**SUPPLIED INFORMATION:**
┄┄┄┄┄┄

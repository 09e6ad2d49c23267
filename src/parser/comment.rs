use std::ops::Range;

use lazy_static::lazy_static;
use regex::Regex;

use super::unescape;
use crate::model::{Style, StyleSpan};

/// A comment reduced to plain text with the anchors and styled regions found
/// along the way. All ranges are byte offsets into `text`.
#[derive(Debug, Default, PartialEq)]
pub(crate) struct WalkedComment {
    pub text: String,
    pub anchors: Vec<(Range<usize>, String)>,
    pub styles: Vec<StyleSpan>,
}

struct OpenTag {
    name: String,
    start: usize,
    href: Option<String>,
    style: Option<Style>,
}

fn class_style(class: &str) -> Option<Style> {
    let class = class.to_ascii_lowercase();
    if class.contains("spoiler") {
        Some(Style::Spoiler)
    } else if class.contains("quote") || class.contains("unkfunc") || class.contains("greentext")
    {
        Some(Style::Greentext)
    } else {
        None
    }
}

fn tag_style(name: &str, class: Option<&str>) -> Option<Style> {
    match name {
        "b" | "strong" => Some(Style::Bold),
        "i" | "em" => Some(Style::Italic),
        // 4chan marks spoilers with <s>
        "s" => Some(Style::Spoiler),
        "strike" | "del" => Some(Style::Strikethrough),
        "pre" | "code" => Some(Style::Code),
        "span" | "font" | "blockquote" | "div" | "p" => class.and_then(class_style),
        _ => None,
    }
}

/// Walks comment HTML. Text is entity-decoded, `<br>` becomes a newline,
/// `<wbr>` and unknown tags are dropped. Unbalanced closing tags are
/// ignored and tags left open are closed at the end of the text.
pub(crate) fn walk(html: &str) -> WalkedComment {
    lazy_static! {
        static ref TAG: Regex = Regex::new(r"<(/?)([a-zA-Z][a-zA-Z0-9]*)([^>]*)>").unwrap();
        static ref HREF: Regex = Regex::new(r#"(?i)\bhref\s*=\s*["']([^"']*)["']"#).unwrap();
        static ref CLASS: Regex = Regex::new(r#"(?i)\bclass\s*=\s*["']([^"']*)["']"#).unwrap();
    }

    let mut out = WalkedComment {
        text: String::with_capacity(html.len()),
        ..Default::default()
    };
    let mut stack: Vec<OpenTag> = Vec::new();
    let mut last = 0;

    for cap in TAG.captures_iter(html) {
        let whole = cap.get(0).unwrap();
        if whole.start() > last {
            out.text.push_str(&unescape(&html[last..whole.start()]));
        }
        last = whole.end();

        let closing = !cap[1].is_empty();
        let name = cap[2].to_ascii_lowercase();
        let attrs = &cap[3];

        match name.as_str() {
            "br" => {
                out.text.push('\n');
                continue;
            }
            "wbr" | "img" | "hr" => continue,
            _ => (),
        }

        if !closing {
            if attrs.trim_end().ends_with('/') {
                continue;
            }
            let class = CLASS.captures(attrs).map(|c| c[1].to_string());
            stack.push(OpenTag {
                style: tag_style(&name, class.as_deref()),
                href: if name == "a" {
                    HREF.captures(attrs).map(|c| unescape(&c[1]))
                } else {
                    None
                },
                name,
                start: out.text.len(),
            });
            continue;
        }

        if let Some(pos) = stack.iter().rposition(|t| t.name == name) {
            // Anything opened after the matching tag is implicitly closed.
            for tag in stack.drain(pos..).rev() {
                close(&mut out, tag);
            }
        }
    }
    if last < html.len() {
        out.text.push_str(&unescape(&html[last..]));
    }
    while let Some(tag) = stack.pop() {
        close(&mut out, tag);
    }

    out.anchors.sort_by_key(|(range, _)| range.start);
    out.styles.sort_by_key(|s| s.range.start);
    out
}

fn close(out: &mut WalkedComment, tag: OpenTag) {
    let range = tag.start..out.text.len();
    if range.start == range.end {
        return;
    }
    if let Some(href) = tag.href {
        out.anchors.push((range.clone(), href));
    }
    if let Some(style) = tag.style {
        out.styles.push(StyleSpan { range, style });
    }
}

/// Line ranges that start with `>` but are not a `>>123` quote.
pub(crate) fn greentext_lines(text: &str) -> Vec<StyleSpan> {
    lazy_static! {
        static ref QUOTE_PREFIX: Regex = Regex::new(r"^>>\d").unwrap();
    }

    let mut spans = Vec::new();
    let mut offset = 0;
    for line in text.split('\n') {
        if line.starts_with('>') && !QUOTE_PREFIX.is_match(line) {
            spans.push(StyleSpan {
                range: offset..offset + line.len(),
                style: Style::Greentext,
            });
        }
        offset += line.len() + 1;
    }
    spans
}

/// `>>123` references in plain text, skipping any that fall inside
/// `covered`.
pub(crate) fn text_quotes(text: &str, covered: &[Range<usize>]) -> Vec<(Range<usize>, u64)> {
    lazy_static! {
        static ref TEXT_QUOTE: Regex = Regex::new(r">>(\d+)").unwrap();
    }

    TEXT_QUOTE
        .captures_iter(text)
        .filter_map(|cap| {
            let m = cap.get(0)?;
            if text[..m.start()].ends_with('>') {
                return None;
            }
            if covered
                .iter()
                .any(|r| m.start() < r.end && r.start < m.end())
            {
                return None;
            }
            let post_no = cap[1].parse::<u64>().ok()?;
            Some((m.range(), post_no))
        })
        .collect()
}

┄┄┄┄┄┄

**GOAL OF THE EXERCISE:** The word "attrs" appears in some lines of the data. Copy every one of those lines.

**ANSWER BELOW:**
        let attrs = &cap[3];
            if attrs.trim_end().ends_with('/') {
            let class = CLASS.captures(attrs).map(|c| c[1].to_string());
                    HREF.captures(attrs).map(|c| unescape(&c[1]))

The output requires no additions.